#### Problem requirements
Look for the word "metadata" in the entries below, then copy every line that has it.
**** Data
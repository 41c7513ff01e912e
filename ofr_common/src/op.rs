//! Operator boilerplate for single-field newtypes.

#[macro_export]
macro_rules! op {
    (binary $for_struct:ident, $impl_trait:ident, $impl_fn:ident) => {
        impl $impl_trait for $for_struct {
            type Output = Self;

            fn $impl_fn(self, rhs: Self) -> Self::Output {
                Self(self.0.$impl_fn(rhs.0))
            }
        }
    };

    (inplace $for_struct:ident, $impl_trait:ident, $impl_fn:ident) => {
        impl $impl_trait for $for_struct {
            fn $impl_fn(&mut self, rhs: Self) {
                self.0.$impl_fn(rhs.0)
            }
        }
    };

    (unary $for_struct:ident, $impl_trait:ident, $impl_fn:ident) => {
        impl $impl_trait for $for_struct {
            type Output = Self;

            fn $impl_fn(self) -> Self::Output {
                Self(self.0.$impl_fn())
            }
        }
    };
}
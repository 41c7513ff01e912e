use thiserror::Error;

#[derive(Debug, Error)]
pub enum StripeApiError {
    #[error("Could not initialize client: {0}")]
    Initialization(String),
    #[error("Invalid REST request: {0}")]
    RequestError(String),
    #[error("Invalid REST response: {0}")]
    ResponseError(String),
    #[error("Could not deserialize JSON: {0}")]
    JsonError(String),
    #[error("Query failed. Error {status}. {message}")]
    QueryError { status: u16, message: String },
}

/// Reasons an inbound webhook call fails verification. All of these result in the request being rejected before any
/// of the payload is acted upon.
#[derive(Debug, Clone, Error)]
pub enum WebhookError {
    #[error("Signature header is malformed: {0}")]
    MalformedHeader(String),
    #[error("Signature header does not contain a timestamp")]
    MissingTimestamp,
    #[error("Signature header does not contain a v1 signature")]
    MissingSignature,
    #[error("Webhook timestamp is outside the tolerance window")]
    StaleTimestamp,
    #[error("Signature does not match the payload")]
    SignatureMismatch,
    #[error("Payload is not a well-formed event: {0}")]
    InvalidPayload(String),
}

#[derive(Debug, Clone, Error)]
pub enum CartError {
    #[error("Customer record carries no cart metadata")]
    MissingCart,
    #[error("Cart metadata is not valid JSON: {0}")]
    Malformed(String),
}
********
#### Answer to this exercise
    #[error("Customer record carries no cart metadata")]
    #[error("Cart metadata is not valid JSON: {0}")]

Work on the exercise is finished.